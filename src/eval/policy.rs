use memsim::config::{Mode, ReplKind, SimConfig};
use memsim::memory::dram::DramPolicy;
use memsim::runner::run_amat;

fn main() -> Result<(), Box<dyn std::error::Error>> {
    let output_path = "eval/policy_eval.csv".to_string();
    let mut writer = csv::Writer::from_path(output_path)?;
    writer.write_record(["Trace", "Policy", "AMAT"])?;

    let traces = std::env::args().skip(1).collect::<Vec<_>>();
    if traces.is_empty() {
        return Err("You should specify at least one trace file".into());
    }

    let policies = [
        ("LRU", ReplKind::Lru),
        ("RANDOM", ReplKind::Random),
        ("SWP", ReplKind::Swp),
        ("DWP", ReplKind::Dwp),
    ];

    for trace in &traces {
        let trace_path = std::path::PathBuf::from(trace);
        for (name, repl) in policies {
            let config = SimConfig::make(
                Mode::D,
                64,
                32,
                8,
                32,
                8,
                512,
                16,
                repl,
                repl,
                8,
                DramPolicy::Open,
                2,
            )?;
            eprintln!("Running {} with policy {}", trace, name);
            let (_, amat) = run_amat(&config, &trace_path)?;
            let amat_str = format!("{:.3}", amat);
            writer.write_record([trace.as_str(), name, amat_str.as_str()])?;
        }
    }

    Ok(())
}
//! Local Sense HAT peripherals.
//!
//! The gateway polls humidity and drives the LED matrix through these
//! traits; the Linux adapters read IIO sysfs and write the framebuffer.

pub mod framebuffer;
pub mod iio;

use async_trait::async_trait;

use crate::data::HumidityReading;
use crate::error::Result;

pub use framebuffer::FramebufferMatrix;
pub use iio::IioHumiditySensor;

/// Side length of the LED matrix.
pub const MATRIX_SIZE: u8 = 8;

/// A 24-bit colour.
#[derive(Debug, Clone, Copy, PartialEq, Eq, Hash, Default)]
#[cfg_attr(feature = "serde", derive(serde::Serialize, serde::Deserialize))]
pub struct Rgb {
    /// Red channel.
    pub r: u8,
    /// Green channel.
    pub g: u8,
    /// Blue channel.
    pub b: u8,
}

impl Rgb {
    /// Create a colour.
    pub const fn new(r: u8, g: u8, b: u8) -> Self {
        Self { r, g, b }
    }

    /// Pack into the RGB565 layout of the Sense HAT framebuffer.
    pub fn to_rgb565(self) -> u16 {
        ((self.r as u16 >> 3) << 11) | ((self.g as u16 >> 2) << 5) | (self.b as u16 >> 3)
    }

    /// Unpack from RGB565. The low bits lost by packing come back as zero.
    pub fn from_rgb565(value: u16) -> Self {
        Self {
            r: (((value >> 11) & 0x1F) << 3) as u8,
            g: (((value >> 5) & 0x3F) << 2) as u8,
            b: ((value & 0x1F) << 3) as u8,
        }
    }
}

/// Source of relative humidity samples.
#[cfg_attr(test, mockall::automock)]
#[async_trait]
pub trait HumiditySensor: Send + Sync {
    /// Take one sample.
    async fn read_humidity(&self) -> Result<HumidityReading>;
}

/// An 8×8 RGB LED matrix.
#[cfg_attr(test, mockall::automock)]
#[async_trait]
pub trait LedMatrix: Send + Sync {
    /// Set one pixel.
    async fn set_pixel(&self, row: u8, col: u8, color: Rgb) -> Result<()>;

    /// Read one pixel back.
    async fn get_pixel(&self, row: u8, col: u8) -> Result<Rgb>;
}
impl SessionShared {
    pub(crate) fn link(&self) -> &dyn Link {
        self.link.as_ref()
    }

    pub(crate) fn operation_timeout(&self) -> Duration {
        self.config.operation_timeout
    }

    pub(crate) fn error_observer(&self) -> ErrorObserver {
        self.error_observer.clone()
    }

    /// Token cancelled when the session starts closing.
    pub(crate) fn cancellation_token(&self) -> CancellationToken {
        self.cancel.child_token()
    }

    pub(crate) fn is_live(&self) -> bool {
        self.state.get().is_bound() && !self.cancel.is_cancelled()
    }

    pub(crate) fn closed(&self, operation: &'static str, id: CharacteristicId) -> Error {
        error!(
            "{} on {} attempted after session {} closed",
            operation, id, self.state.address
        );
        Error::SessionClosed {
            operation,
            uuid: id.characteristic.to_string(),
        }
    }

    pub(crate) fn ensure_live(&self, operation: &'static str, id: CharacteristicId) -> Result<()> {
        if self.is_live() {
            Ok(())
        } else {
            Err(self.closed(operation, id))
        }
    }

    /// Wait for exclusive use of the write path.
    pub(crate) async fn writer_slot(&self) -> tokio::sync::MutexGuard<'_, ()> {
        self.write_lock.lock().await
    }

    /// Returns false if the characteristic already has a subscriber.
    pub(crate) fn register_subscription(
        &self,
        id: CharacteristicId,
        tx: mpsc::UnboundedSender<Bytes>,
    ) -> bool {
        let mut subscriptions = self.subscriptions.lock();
        if subscriptions.contains_key(&id.characteristic) {
            return false;
        }
        subscriptions.insert(id.characteristic, Subscription { id, tx });
        true
    }

    pub(crate) fn remove_subscription(&self, uuid: &Uuid) {
        self.subscriptions.lock().remove(uuid);
    }

    /// Keep a channel worker so close can wait for it. Returns its key.
    pub(crate) fn track_worker(&self, worker: JoinHandle<()>) -> u64 {
        let key = self.next_worker.fetch_add(1, Ordering::Relaxed);
        self.workers.lock().insert(key, worker);
        key
    }

    pub(crate) fn take_worker(&self, key: u64) -> Option<JoinHandle<()>> {
        self.workers.lock().remove(&key)
    }

    /// Wait for every channel worker, including a handler still running.
    async fn join_workers(&self) {
        let workers = self
            .workers
            .lock()
            .drain()
            .map(|(_, worker)| worker)
            .collect::<Vec<_>>();

        for worker in workers {
            let abort = worker.abort_handle();
            if tokio::time::timeout(self.config.operation_timeout, worker)
                .await
                .is_err()
            {
                warn!(
                    "Notification handler still running after {} ms, aborting",
                    self.config.operation_timeout.as_millis()
                );
                abort.abort();
            }
        }
    }

    pub(crate) async fn unsubscribe_link(&self, id: CharacteristicId) -> Result<()> {
        match tokio::time::timeout(self.config.operation_timeout, self.link.unsubscribe(id)).await {
            Ok(result) => result,
            Err(_) => Err(Error::Subscribe {
                uuid: id.characteristic.to_string(),
                reason: "unsubscribe timed out".to_string(),
            }),
        }
    }

    /// Hand a notification to its channel without waiting on the handler.
    fn route(&self, event: NotificationEvent) {
        let subscriptions = self.subscriptions.lock();
        match subscriptions.get(&event.characteristic_uuid) {
            Some(subscription) => {
                if subscription.tx.send(event.data).is_err() {
                    trace!("Channel for {} already stopped", subscription.id);
                }
            }
            None => trace!(
                "Dropping notification from unsubscribed {}",
                event.characteristic_uuid
            ),
        }
    }
}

——

§ **Problem**
From the data above, copy every line where "framebuffer" appears.

§ **Task output**
//! traits; the Linux adapters read IIO sysfs and write the framebuffer.
pub mod framebuffer;
pub use framebuffer::FramebufferMatrix;
    /// Pack into the RGB565 layout of the Sense HAT framebuffer.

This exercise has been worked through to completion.